February 23, 2010, Munich
Is it really appropriate to speak of a “lost decade” when looking back at the 1990s in Japan? Rejecting this perspective as a “gross simplification,” Yuji Osawa, Chief Representative of the Bank of Japan in Germany, pointed out that, even at the worst of the crisis, the growth rate had been “only” minus 1.5 percent and that, anyway, it had been structurally necessary to reduce overcapacities. In his talk, he wanted to use the example of Japan to show the difficult-to-remedy consequences for a country’s economy of excessive debt as well as overcapacities in production and on the labor market.

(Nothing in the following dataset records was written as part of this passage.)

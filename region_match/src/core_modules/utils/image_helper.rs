pub mod image_helper {
    use std::io::{BufWriter, Write};
    use std::path::Path;

    use image::ImageEncoder;

    use crate::core_modules::pixel::pixel::Bitmap;
    use crate::error::MatchError;

    /// Decodes any format the `image` crate understands into an RGBA bitmap.
    pub fn load<P: AsRef<Path>>(path: P) -> Result<Bitmap, MatchError> {
        let image = image::open(path)?.to_rgba8();
        Ok(Bitmap::from(image))
    }

    /// Writes the bitmap as an RGBA PNG.
    pub fn save<P: AsRef<Path>>(path: P, bitmap: &Bitmap) -> Result<(), MatchError> {
        let output = std::fs::File::create(path).map_err(image::ImageError::IoError)?;
        let mut writer = BufWriter::new(output);
        let encoder = image::codecs::png::PngEncoder::new(&mut writer);
        let pixel_bytes = bitmap.width() as usize * bitmap.height() as usize * 4;

        encoder.write_image(
            &bitmap.as_raw()[..pixel_bytes],
            bitmap.width(),
            bitmap.height(),
            image::ExtendedColorType::Rgba8,
        )?;
        writer.flush().map_err(image::ImageError::IoError)?;

        Ok(())
    }
}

The second speaker, Franz Waldenberger, professor of Japanese economics at the University of Munich, also called for a more appropriate assessment of the Japanese crisis. He juxtaposed Japan’s flat growth curve during the years of the crisis (between minus and plus 1 to 1.5 percent) with the much larger disruptions of today’s crisis, characterized by a short, steep increase and equally steep decline of the growth curve up to minus 6 percent. In Waldenberger’s view, the key difference between Japan’s crisis and the current global economic and financial crisis is the speed with which governments have responded. In the current crisis, the governments of most industrial countries have taken immediate fiscal measures of unprecedented scope to prevent a meltdown of the system. In Japan, in contrast, it took seven years just to create transparency and talk openly about the crisis.
The subsequent discussion focused on the lessons learned from the Japanese experience. These include the necessary nationalization of at least parts of the banking sector – which was implemented almost completely in Japan because of the country’s instability –, and the insight that bank capital resources of 1 to 2 percent are too low and have to be increased.
An important and helpful experience was the rapid implementation of big tax-funded finance programs to stimulate the economy. Comparing the high public deficit of Japan (approx. 200 percent of GDP), which was one of the consequences of this policy, to the Greek deficit (approx. 130 percent of GDP), the discussion referred to an important difference in favor of Japan: While the Greek debts are generally foreign debts, 95 percent of Japan’s deficit was financed from domestic sources.
According to the experts, the fact that Japan today can again build on a 4-plus percent growth rate has less to do with comprehensive stimulus packages or successful structural adjustments; the main reason for its economic growth is the recovery in exports to China.